Airbnb is possibly costing residents of New York City’s most popular neighborhoods a few hundred dollars each year in rent.
That’s on top of the thousands they already pay in one of the world’s most expensive places to live.
From hipster-heavy Williamsburg to buttoned-up Midtown Manhattan, residents are paying anywhere from $37 to $69 more each month thanks to the so-called “Airbnb effect,” according to the The Real Deal, a New York real estate news site.
This map from the Inside Airbnb database shows Airbnb rentals for most of Manhattan, left, as well as some of Queens, right, and Brooklyn, lower right. More than half of the dots are red, indicating entire homes/apartments for rent, and about 40 percent are green, meaning private rooms. The few shared rooms are indicated by the handful of blue dots. We filtered for rentals that are recent (reviewed in the last six months) and frequently booked (more than 60 days in a year).

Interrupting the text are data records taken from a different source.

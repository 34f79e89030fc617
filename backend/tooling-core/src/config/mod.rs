//! Tool configuration stored as `{config_dir}/config.json`.
//!
//! Every knob has a default equal to the timing the server tooling has always
//! used, so a missing file is not an error.

use crate::TOOL_NAME;
use crate::error::config::ConfigError;

use common::ErrorLocation;

use std::panic::Location;
use std::path::{Path, PathBuf};
use std::time::Duration;

use log::{info, warn};
use serde::{Deserialize, Serialize};

const CONFIG_FILE_NAME: &str = "config.json";
const CONFIG_VERSION: u32 = 1;
const MAX_POOL_SIZE: usize = 64;

#[cfg(windows)]
const DEFAULT_LOG_READ_DELAY_MS: u64 = 1;
#[cfg(not(windows))]
const DEFAULT_LOG_READ_DELAY_MS: u64 = 100;

// ============================================
// CONFIG SECTIONS
// ============================================

#[derive(Debug, Clone, Serialize, Deserialize, PartialEq, Eq)]
#[serde(default)]
pub struct LifecycleConfig {
    pub start_timeout_secs: u64,
    pub stop_timeout_secs: u64,
    pub restart_delay_secs: u64,
    pub kill_grace_ms: u64,
    pub kill_poll_ms: u64,
    pub wait_tick_ms: u64,
    pub worker_pool_size: usize,
}

impl Default for LifecycleConfig {
    fn default() -> Self {
        Self {
            start_timeout_secs: 300,
            stop_timeout_secs: 120,
            restart_delay_secs: 5,
            kill_grace_ms: 3_000,
            kill_poll_ms: 300,
            wait_tick_ms: 250,
            worker_pool_size: 5,
        }
    }
}

impl LifecycleConfig {
    pub fn start_timeout(&self) -> Duration {
        Duration::from_secs(self.start_timeout_secs)
    }

    pub fn stop_timeout(&self) -> Duration {
        Duration::from_secs(self.stop_timeout_secs)
    }

    pub fn restart_delay(&self) -> Duration {
        Duration::from_secs(self.restart_delay_secs)
    }

    pub fn kill_grace(&self) -> Duration {
        Duration::from_millis(self.kill_grace_ms)
    }

    pub fn kill_poll(&self) -> Duration {
        Duration::from_millis(self.kill_poll_ms)
    }

    pub fn wait_tick(&self) -> Duration {
        Duration::from_millis(self.wait_tick_ms)
    }
}

#[derive(Debug, Clone, Serialize, Deserialize, PartialEq, Eq)]
#[serde(default)]
pub struct StatusConfig {
    pub poll_interval_ms: u64,
    pub monitor_settle_ms: u64,
    pub connect_timeout_ms: u64,
    pub admin_timeout_ms: u64,
}

impl Default for StatusConfig {
    fn default() -> Self {
        Self {
            poll_interval_ms: 1_000,
            monitor_settle_ms: 5_000,
            connect_timeout_ms: 2_000,
            admin_timeout_ms: 5_000,
        }
    }
}

impl StatusConfig {
    pub fn poll_interval(&self) -> Duration {
        Duration::from_millis(self.poll_interval_ms)
    }

    pub fn monitor_settle(&self) -> Duration {
        Duration::from_millis(self.monitor_settle_ms)
    }

    pub fn connect_timeout(&self) -> Duration {
        Duration::from_millis(self.connect_timeout_ms)
    }

    pub fn admin_timeout(&self) -> Duration {
        Duration::from_millis(self.admin_timeout_ms)
    }
}

#[derive(Debug, Clone, Serialize, Deserialize, PartialEq, Eq)]
#[serde(default)]
pub struct LogConfig {
    /// Lines longer than this skip the recognizer chain.
    pub max_recognized_line_len: usize,
    pub read_delay_ms: u64,
}

impl Default for LogConfig {
    fn default() -> Self {
        Self {
            max_recognized_line_len: 500,
            read_delay_ms: DEFAULT_LOG_READ_DELAY_MS,
        }
    }
}

impl LogConfig {
    pub fn read_delay(&self) -> Duration {
        Duration::from_millis(self.read_delay_ms)
    }
}

#[derive(Debug, Clone, Serialize, Deserialize, PartialEq, Eq)]
pub struct ToolingConfig {
    #[serde(default = "default_version")]
    pub version: u32,

    #[serde(default)]
    pub lifecycle: LifecycleConfig,

    #[serde(default)]
    pub status: StatusConfig,

    #[serde(default)]
    pub log: LogConfig,
}

impl Default for ToolingConfig {
    fn default() -> Self {
        Self {
            version: CONFIG_VERSION,
            lifecycle: LifecycleConfig::default(),
            status: StatusConfig::default(),
            log: LogConfig::default(),
        }
    }
}

fn default_version() -> u32 {
    CONFIG_VERSION
}

/// `{platform config dir}/payara-tool`.
#[track_caller]
pub fn default_config_dir() -> Result<PathBuf, ConfigError> {
    dirs::config_dir()
        .map(|dir| dir.join(TOOL_NAME))
        .ok_or_else(|| ConfigError::DirectoryNotFound {
            location: ErrorLocation::from(Location::caller()),
            reason: String::from("platform has no user configuration directory"),
        })
}

// ============================================
// IMPLEMENTATION
// ============================================

impl ToolingConfig {
    /// Load config from {config_dir}/config.json.
    ///
    /// # Returns
    ///
    /// Returns `Ok(ToolingConfig)` if loaded successfully or defaults if file missing.
    /// Returns `Err(ConfigError)` if file exists but is corrupted/invalid.
    pub fn load(config_dir: &Path) -> Result<Self, ConfigError> {
        let config_path = config_dir.join(CONFIG_FILE_NAME);

        if !config_path.exists() {
            info!(
                "Config file not found at {}, using defaults",
                config_path.display()
            );
            return Ok(Self::default());
        }

        let contents = std::fs::read_to_string(&config_path).map_err(|e| {
            warn!("Failed to read config file: {e}");
            ConfigError::ReadError {
                location: ErrorLocation::from(Location::caller()),
                path: config_path.clone(),
                source: e,
            }
        })?;

        let config: ToolingConfig = serde_json::from_str(&contents).map_err(|e| {
            warn!("Failed to parse config JSON: {e}");
            ConfigError::ParseError {
                location: ErrorLocation::from(Location::caller()),
                path: config_path.clone(),
                reason: e.to_string(),
            }
        })?;

        config.validate()?;

        info!("Config loaded from {}", config_path.display());
        Ok(config)
    }

    /// Save config to {config_dir}/config.json using atomic write.
    ///
    /// # Errors
    ///
    /// Returns [`ConfigError`] if validation, directory creation, serialization,
    /// write or rename fails.
    pub fn save(&self, config_dir: &Path) -> Result<(), ConfigError> {
        self.validate()?;

        std::fs::create_dir_all(config_dir).map_err(|e| ConfigError::WriteError {
            location: ErrorLocation::from(Location::caller()),
            path: config_dir.to_path_buf(),
            source: e,
        })?;

        let config_path = config_dir.join(CONFIG_FILE_NAME);
        let temp_path = config_dir.join(format!("{CONFIG_FILE_NAME}.tmp"));

        let json = serde_json::to_string_pretty(self).map_err(|e| ConfigError::SerializeError {
            location: ErrorLocation::from(Location::caller()),
            reason: e.to_string(),
        })?;

        std::fs::write(&temp_path, json).map_err(|e| ConfigError::WriteError {
            location: ErrorLocation::from(Location::caller()),
            path: temp_path.clone(),
            source: e,
        })?;

        std::fs::rename(&temp_path, &config_path).map_err(|e| ConfigError::WriteError {
            location: ErrorLocation::from(Location::caller()),
            path: config_path.clone(),
            source: e,
        })?;

        info!("Config saved to {}", config_path.display());
        Ok(())
    }

    /// Validate config values.
    ///
    /// # Errors
    ///
    /// Returns [`ConfigError::ValidationError`] if any value is invalid.
    pub fn validate(&self) -> Result<(), ConfigError> {
        if self.version == 0 || self.version > CONFIG_VERSION {
            return Err(ConfigError::ValidationError {
                location: ErrorLocation::from(Location::caller()),
                reason: format!(
                    "Invalid version: {} (expected 1-{CONFIG_VERSION})",
                    self.version
                ),
            });
        }

        let lifecycle = &self.lifecycle;
        if lifecycle.worker_pool_size == 0 || lifecycle.worker_pool_size > MAX_POOL_SIZE {
            return Err(ConfigError::ValidationError {
                location: ErrorLocation::from(Location::caller()),
                reason: format!(
                    "Invalid worker pool size: {} (must be 1-{MAX_POOL_SIZE})",
                    lifecycle.worker_pool_size
                ),
            });
        }

        let zero_durations = [
            ("lifecycle.start_timeout_secs", lifecycle.start_timeout_secs),
            ("lifecycle.stop_timeout_secs", lifecycle.stop_timeout_secs),
            ("lifecycle.kill_poll_ms", lifecycle.kill_poll_ms),
            ("lifecycle.wait_tick_ms", lifecycle.wait_tick_ms),
            ("status.poll_interval_ms", self.status.poll_interval_ms),
            ("status.connect_timeout_ms", self.status.connect_timeout_ms),
            ("status.admin_timeout_ms", self.status.admin_timeout_ms),
        ];
        if let Some((name, _)) = zero_durations.iter().find(|(_, value)| *value == 0) {
            return Err(ConfigError::ValidationError {
                location: ErrorLocation::from(Location::caller()),
                reason: format!("{name} must be greater than zero"),
            });
        }

        if self.log.max_recognized_line_len == 0 {
            return Err(ConfigError::ValidationError {
                location: ErrorLocation::from(Location::caller()),
                reason: String::from("log.max_recognized_line_len must be greater than zero"),
            });
        }

        Ok(())
    }
}
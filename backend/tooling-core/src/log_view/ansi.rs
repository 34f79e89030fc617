use std::fmt::{Display, Formatter, Result as FormatResult};
use std::sync::OnceLock;

use regex::Regex;

const SGR_PATTERN: &str = r"\x1b\[([0-9;]*)m";

static SGR_REGEX: OnceLock<Regex> = OnceLock::new();

pub(crate) fn get_sgr_regex() -> &'static Regex {
    SGR_REGEX.get_or_init(|| Regex::new(SGR_PATTERN).expect("valid regex pattern"))
}

/// Foreground colours of SGR codes 30-36.
#[derive(Debug, Clone, Copy, PartialEq, Eq, Hash)]
pub enum AnsiColor {
    Black,
    Red,
    Green,
    Yellow,
    Blue,
    Magenta,
    Cyan,
}

impl AnsiColor {
    pub fn from_code(code: u8) -> Option<Self> {
        Some(match code {
            30 => AnsiColor::Black,
            31 => AnsiColor::Red,
            32 => AnsiColor::Green,
            33 => AnsiColor::Yellow,
            34 => AnsiColor::Blue,
            35 => AnsiColor::Magenta,
            36 => AnsiColor::Cyan,
            _ => return None,
        })
    }
}

impl Display for AnsiColor {
    fn fmt(&self, f: &mut Formatter<'_>) -> FormatResult {
        f.write_str(match self {
            AnsiColor::Black => "black",
            AnsiColor::Red => "red",
            AnsiColor::Green => "green",
            AnsiColor::Yellow => "yellow",
            AnsiColor::Blue => "blue",
            AnsiColor::Magenta => "magenta",
            AnsiColor::Cyan => "cyan",
        })
    }
}

/// Remove SGR escape sequences, returning the clean text and the first
/// foreground colour they selected.
pub fn strip_ansi(text: &str) -> (String, Option<AnsiColor>) {
    let regex = get_sgr_regex();
    if !text.contains('\x1b') {
        return (text.to_string(), None);
    }

    let color = regex
        .captures_iter(text)
        .flat_map(|captures| {
            captures
                .get(1)
                .map(|params| params.as_str().to_string())
                .unwrap_or_default()
                .split(';')
                .filter_map(|code| code.parse::<u8>().ok())
                .collect::<Vec<_>>()
        })
        .find_map(AnsiColor::from_code);

    (regex.replace_all(text, "").into_owned(), color)
}
use crate::error::PayaraToolError;
use crate::output::warning;

use common::ErrorLocation;
use tooling_core::manager::ToolingManager;

use std::panic::Location;
use std::process::ExitCode;

#[track_caller]
pub(crate) fn interrupt_error(error: std::io::Error) -> PayaraToolError {
    PayaraToolError::Tool {
        message: format!("Failed to listen for Ctrl-C: {error}"),
        location: ErrorLocation::from(Location::caller()),
    }
}

/// Block until Ctrl-C.
pub(crate) async fn wait_for_interrupt() -> Result<(), PayaraToolError> {
    eprintln!("Following server.log, press Ctrl-C to stop");
    tokio::signal::ctrl_c().await.map_err(interrupt_error)
}

pub async fn run(manager: &ToolingManager, name: &str, follow: bool) -> Result<ExitCode, PayaraToolError> {
    if follow {
        manager.follow_server_log(name, true)?;
        wait_for_interrupt().await?;
        return Ok(ExitCode::SUCCESS);
    }

    if manager.read_server_log(name).await? == 0 {
        eprintln!("{}", warning(format!("server.log of '{name}' is empty or missing")));
    }
    Ok(ExitCode::SUCCESS)
}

The site’s contention, and that of some Airbnb critics, is that by removing units that would potentially be available for rent as homes, supply shrinks and the market adjusts accordingly: with higher prices.
The Real Deal calculated the Airbnb effect by scraping data from the Airbnb site and looking at bookings that the New York attorney general considers “commercial”: whole units or private rooms that were booked for at least half the days of the year.
Those listings numbered 2,400 to 4,600. When you remove that number of units from the rental housing stock, median rent rises between 1.2 and 2.3 percent, according to NYU research cited by The Real Deal.
But Airbnb disagreed with this method. Spokesperson Christopher Nulty told The Real Deal after the story was initially published that the report mixes apples and oranges.
“It wrongly assumes that renting out your spare bedroom when you’re in town and renting out an entire apartment are exactly the same thing,” he wrote. “The truth is that Airbnb allows thousands of New Yorkers to stay in their homes and to afford living in an increasingly expensive city, and 90 percent of NYC Airbnb hosts share the home in which they live.”
The service, which helps people rent out space in their homes for short stays, has been controversial in New York. It’s illegal there to rent out an apartment for less than 30 days unless the permanent resident is present. But, according to The Real Deal analysis, 60 percent of so-called commercial listings were for whole units, without the resident present.
Airbnb, which uses a different model to calculate its effect on the housing market, estimates its citywide impact on rent at just $6 per month.
The city has been cracking down on these listings over the past year, but has been struggling to contain the site’s explosive growth and understand its impact on residents.
After all, there’s definitely a difference between $6 and $60 a month in extra rent.